→ **What to do**: Give back the whole listing exactly, line by line.

→ **Entries supplied**:
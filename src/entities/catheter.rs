// 🩺 Catheter / fistula event (eventos_cateter)

use super::{eq_ignore_case, is_public_insurer};
use crate::parser::Record;
use chrono::NaiveDateTime;
use serde::Serialize;

const PLACEMENT_EVENT: &str = "colocação";
const DOUBLE_LUMEN_TYPE: &str = "duplo lumen hd";

#[derive(Debug, Clone, PartialEq, Serialize)]
pub struct CatheterEvent {
    pub date: Option<NaiveDateTime>,
    pub access: String,
    pub name: String,
    pub event: String,
    pub kind: String,
    pub location: String,
    pub payer: String,
    pub does_not_bill: String,
}

impl CatheterEvent {
    pub fn from_record(record: &Record) -> Self {
        CatheterEvent {
            date: record.date("data"),
            access: record.text("acesso").to_string(),
            name: record.name().to_string(),
            event: record.text("evento").to_string(),
            kind: record.text("tipo").to_string(),
            location: record.text("localizacao").to_string(),
            payer: record.text("convenio").to_string(),
            does_not_bill: record.text("nao_cobra").to_string(),
        }
    }

    /// Public-insurer event without the does-not-bill flag
    pub fn is_billable_public(&self) -> bool {
        is_public_insurer(&self.payer) && self.does_not_bill.trim().is_empty()
    }

    /// Billable placement of a double-lumen dialysis catheter (CDL)
    pub fn is_cdl_placement(&self) -> bool {
        self.is_billable_public()
            && eq_ignore_case(&self.event, PLACEMENT_EVENT)
            && eq_ignore_case(&self.kind, DOUBLE_LUMEN_TYPE)
    }
}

→ **Result for this exercise**:
filename src/entities/catheter.rs
// 🩺 Catheter / fistula event (eventos_cateter)

use super::{eq_ignore_case, is_public_insurer};
use crate::parser::Record;
use chrono::NaiveDateTime;
use serde::Serialize;

const PLACEMENT_EVENT: &str = "colocação";
const DOUBLE_LUMEN_TYPE: &str = "duplo lumen hd";

#[derive(Debug, Clone, PartialEq, Serialize)]
pub struct CatheterEvent {
    pub date: Option<NaiveDateTime>,
    pub access: String,
    pub name: String,
    pub event: String,
    pub kind: String,
    pub location: String,
    pub payer: String,
    pub does_not_bill: String,
}

impl CatheterEvent {
    pub fn from_record(record: &Record) -> Self {
        CatheterEvent {
            date: record.date("data"),
            access: record.text("acesso").to_string(),
            name: record.name().to_string(),
            event: record.text("evento").to_string(),
            kind: record.text("tipo").to_string(),
            location: record.text("localizacao").to_string(),
            payer: record.text("convenio").to_string(),
            does_not_bill: record.text("nao_cobra").to_string(),
        }
    }

    /// Public-insurer event without the does-not-bill flag
    pub fn is_billable_public(&self) -> bool {
        is_public_insurer(&self.payer) && self.does_not_bill.trim().is_empty()
    }

    /// Billable placement of a double-lumen dialysis catheter (CDL)
    pub fn is_cdl_placement(&self) -> bool {
        self.is_billable_public()
            && eq_ignore_case(&self.event, PLACEMENT_EVENT)
            && eq_ignore_case(&self.kind, DOUBLE_LUMEN_TYPE)
    }
}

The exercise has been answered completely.